*DESCRIPTION OF THE TASK*. The full set of entries is to be returned word for word.

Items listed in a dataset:
- Opening Delimiter -
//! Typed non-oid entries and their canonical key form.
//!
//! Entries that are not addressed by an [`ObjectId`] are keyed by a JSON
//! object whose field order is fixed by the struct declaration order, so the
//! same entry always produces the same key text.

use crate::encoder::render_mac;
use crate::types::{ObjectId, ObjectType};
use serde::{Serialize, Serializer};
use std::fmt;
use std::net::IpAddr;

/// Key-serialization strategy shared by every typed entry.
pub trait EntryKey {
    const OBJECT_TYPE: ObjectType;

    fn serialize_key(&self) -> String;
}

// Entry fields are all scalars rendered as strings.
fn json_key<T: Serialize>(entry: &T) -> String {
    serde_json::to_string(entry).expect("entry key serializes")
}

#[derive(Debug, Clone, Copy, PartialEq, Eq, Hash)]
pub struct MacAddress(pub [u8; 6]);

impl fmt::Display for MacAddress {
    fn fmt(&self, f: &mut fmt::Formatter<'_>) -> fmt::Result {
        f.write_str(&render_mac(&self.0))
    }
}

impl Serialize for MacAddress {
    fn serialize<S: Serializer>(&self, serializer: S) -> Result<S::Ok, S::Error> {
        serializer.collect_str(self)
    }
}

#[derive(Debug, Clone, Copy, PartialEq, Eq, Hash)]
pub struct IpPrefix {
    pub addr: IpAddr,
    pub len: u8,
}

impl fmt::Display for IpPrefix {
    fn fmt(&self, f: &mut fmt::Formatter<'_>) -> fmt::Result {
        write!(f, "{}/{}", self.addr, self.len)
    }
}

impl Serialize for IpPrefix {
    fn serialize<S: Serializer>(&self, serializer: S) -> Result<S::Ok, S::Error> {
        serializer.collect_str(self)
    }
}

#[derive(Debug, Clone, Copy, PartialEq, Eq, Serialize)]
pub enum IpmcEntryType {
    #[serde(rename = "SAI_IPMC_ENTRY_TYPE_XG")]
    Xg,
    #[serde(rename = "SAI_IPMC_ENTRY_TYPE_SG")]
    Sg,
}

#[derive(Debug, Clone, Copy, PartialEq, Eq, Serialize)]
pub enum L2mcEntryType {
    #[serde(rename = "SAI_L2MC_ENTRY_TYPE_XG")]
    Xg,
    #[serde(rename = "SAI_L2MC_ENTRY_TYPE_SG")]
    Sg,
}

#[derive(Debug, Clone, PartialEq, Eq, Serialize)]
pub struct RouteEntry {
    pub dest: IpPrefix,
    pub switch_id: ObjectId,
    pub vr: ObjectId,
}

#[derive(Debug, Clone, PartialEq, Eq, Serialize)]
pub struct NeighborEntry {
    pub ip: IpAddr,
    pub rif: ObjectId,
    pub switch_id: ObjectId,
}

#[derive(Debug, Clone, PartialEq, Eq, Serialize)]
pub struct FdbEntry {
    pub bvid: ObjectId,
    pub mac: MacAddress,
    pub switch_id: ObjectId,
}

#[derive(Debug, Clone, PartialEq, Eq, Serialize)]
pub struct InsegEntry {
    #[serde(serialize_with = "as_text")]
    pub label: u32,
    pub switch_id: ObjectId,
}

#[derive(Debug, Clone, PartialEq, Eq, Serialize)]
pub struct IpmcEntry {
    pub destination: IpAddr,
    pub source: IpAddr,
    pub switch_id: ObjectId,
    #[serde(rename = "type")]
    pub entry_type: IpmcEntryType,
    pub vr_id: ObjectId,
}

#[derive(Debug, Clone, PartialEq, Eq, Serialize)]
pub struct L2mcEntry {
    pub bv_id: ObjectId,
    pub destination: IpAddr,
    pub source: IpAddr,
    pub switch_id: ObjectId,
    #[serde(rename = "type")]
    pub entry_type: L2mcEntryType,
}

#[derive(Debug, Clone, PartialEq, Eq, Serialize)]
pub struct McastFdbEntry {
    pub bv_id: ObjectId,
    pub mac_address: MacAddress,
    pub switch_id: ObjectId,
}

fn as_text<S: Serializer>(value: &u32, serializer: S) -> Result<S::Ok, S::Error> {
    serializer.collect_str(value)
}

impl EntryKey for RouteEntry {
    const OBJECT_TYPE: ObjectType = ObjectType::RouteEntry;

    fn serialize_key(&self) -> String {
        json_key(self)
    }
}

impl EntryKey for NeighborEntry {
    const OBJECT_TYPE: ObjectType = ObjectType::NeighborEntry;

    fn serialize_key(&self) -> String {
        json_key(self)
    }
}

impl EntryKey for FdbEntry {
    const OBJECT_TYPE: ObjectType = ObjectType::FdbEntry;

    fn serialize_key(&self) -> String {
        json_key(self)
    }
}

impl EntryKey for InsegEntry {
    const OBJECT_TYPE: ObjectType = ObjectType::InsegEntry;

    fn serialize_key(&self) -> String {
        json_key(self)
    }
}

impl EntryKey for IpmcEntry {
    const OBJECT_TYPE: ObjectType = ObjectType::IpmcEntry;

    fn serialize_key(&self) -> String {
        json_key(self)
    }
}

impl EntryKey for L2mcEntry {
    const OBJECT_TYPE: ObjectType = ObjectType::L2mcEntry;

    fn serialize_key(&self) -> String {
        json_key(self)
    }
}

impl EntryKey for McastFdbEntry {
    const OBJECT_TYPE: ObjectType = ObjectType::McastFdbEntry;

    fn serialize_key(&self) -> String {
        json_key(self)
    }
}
- Closing Delimiter -
*ANSWER SPACE*.
//! Typed non-oid entries and their canonical key form.
//!
//! Entries that are not addressed by an [`ObjectId`] are keyed by a JSON
//! object whose field order is fixed by the struct declaration order, so the
//! same entry always produces the same key text.

use crate::encoder::render_mac;
use crate::types::{ObjectId, ObjectType};
use serde::{Serialize, Serializer};
use std::fmt;
use std::net::IpAddr;

/// Key-serialization strategy shared by every typed entry.
pub trait EntryKey {
    const OBJECT_TYPE: ObjectType;

    fn serialize_key(&self) -> String;
}

// Entry fields are all scalars rendered as strings.
fn json_key<T: Serialize>(entry: &T) -> String {
    serde_json::to_string(entry).expect("entry key serializes")
}

#[derive(Debug, Clone, Copy, PartialEq, Eq, Hash)]
pub struct MacAddress(pub [u8; 6]);

impl fmt::Display for MacAddress {
    fn fmt(&self, f: &mut fmt::Formatter<'_>) -> fmt::Result {
        f.write_str(&render_mac(&self.0))
    }
}

impl Serialize for MacAddress {
    fn serialize<S: Serializer>(&self, serializer: S) -> Result<S::Ok, S::Error> {
        serializer.collect_str(self)
    }
}

#[derive(Debug, Clone, Copy, PartialEq, Eq, Hash)]
pub struct IpPrefix {
    pub addr: IpAddr,
    pub len: u8,
}

impl fmt::Display for IpPrefix {
    fn fmt(&self, f: &mut fmt::Formatter<'_>) -> fmt::Result {
        write!(f, "{}/{}", self.addr, self.len)
    }
}

impl Serialize for IpPrefix {
    fn serialize<S: Serializer>(&self, serializer: S) -> Result<S::Ok, S::Error> {
        serializer.collect_str(self)
    }
}

#[derive(Debug, Clone, Copy, PartialEq, Eq, Serialize)]
pub enum IpmcEntryType {
    #[serde(rename = "SAI_IPMC_ENTRY_TYPE_XG")]
    Xg,
    #[serde(rename = "SAI_IPMC_ENTRY_TYPE_SG")]
    Sg,
}

#[derive(Debug, Clone, Copy, PartialEq, Eq, Serialize)]
pub enum L2mcEntryType {
    #[serde(rename = "SAI_L2MC_ENTRY_TYPE_XG")]
    Xg,
    #[serde(rename = "SAI_L2MC_ENTRY_TYPE_SG")]
    Sg,
}

#[derive(Debug, Clone, PartialEq, Eq, Serialize)]
pub struct RouteEntry {
    pub dest: IpPrefix,
    pub switch_id: ObjectId,
    pub vr: ObjectId,
}

#[derive(Debug, Clone, PartialEq, Eq, Serialize)]
pub struct NeighborEntry {
    pub ip: IpAddr,
    pub rif: ObjectId,
    pub switch_id: ObjectId,
}

#[derive(Debug, Clone, PartialEq, Eq, Serialize)]
pub struct FdbEntry {
    pub bvid: ObjectId,
    pub mac: MacAddress,
    pub switch_id: ObjectId,
}

#[derive(Debug, Clone, PartialEq, Eq, Serialize)]
pub struct InsegEntry {
    #[serde(serialize_with = "as_text")]
    pub label: u32,
    pub switch_id: ObjectId,
}

#[derive(Debug, Clone, PartialEq, Eq, Serialize)]
pub struct IpmcEntry {
    pub destination: IpAddr,
    pub source: IpAddr,
    pub switch_id: ObjectId,
    #[serde(rename = "type")]
    pub entry_type: IpmcEntryType,
    pub vr_id: ObjectId,
}

#[derive(Debug, Clone, PartialEq, Eq, Serialize)]
pub struct L2mcEntry {
    pub bv_id: ObjectId,
    pub destination: IpAddr,
    pub source: IpAddr,
    pub switch_id: ObjectId,
    #[serde(rename = "type")]
    pub entry_type: L2mcEntryType,
}

#[derive(Debug, Clone, PartialEq, Eq, Serialize)]
pub struct McastFdbEntry {
    pub bv_id: ObjectId,
    pub mac_address: MacAddress,
    pub switch_id: ObjectId,
}

fn as_text<S: Serializer>(value: &u32, serializer: S) -> Result<S::Ok, S::Error> {
    serializer.collect_str(value)
}

impl EntryKey for RouteEntry {
    const OBJECT_TYPE: ObjectType = ObjectType::RouteEntry;

    fn serialize_key(&self) -> String {
        json_key(self)
    }
}

impl EntryKey for NeighborEntry {
    const OBJECT_TYPE: ObjectType = ObjectType::NeighborEntry;

    fn serialize_key(&self) -> String {
        json_key(self)
    }
}

impl EntryKey for FdbEntry {
    const OBJECT_TYPE: ObjectType = ObjectType::FdbEntry;

    fn serialize_key(&self) -> String {
        json_key(self)
    }
}

impl EntryKey for InsegEntry {
    const OBJECT_TYPE: ObjectType = ObjectType::InsegEntry;

    fn serialize_key(&self) -> String {
        json_key(self)
    }
}

impl EntryKey for IpmcEntry {
    const OBJECT_TYPE: ObjectType = ObjectType::IpmcEntry;

    fn serialize_key(&self) -> String {
        json_key(self)
    }
}

impl EntryKey for L2mcEntry {
    const OBJECT_TYPE: ObjectType = ObjectType::L2mcEntry;

    fn serialize_key(&self) -> String {
        json_key(self)
    }
}

impl EntryKey for McastFdbEntry {
    const OBJECT_TYPE: ObjectType = ObjectType::McastFdbEntry;

    fn serialize_key(&self) -> String {
        json_key(self)
    }
}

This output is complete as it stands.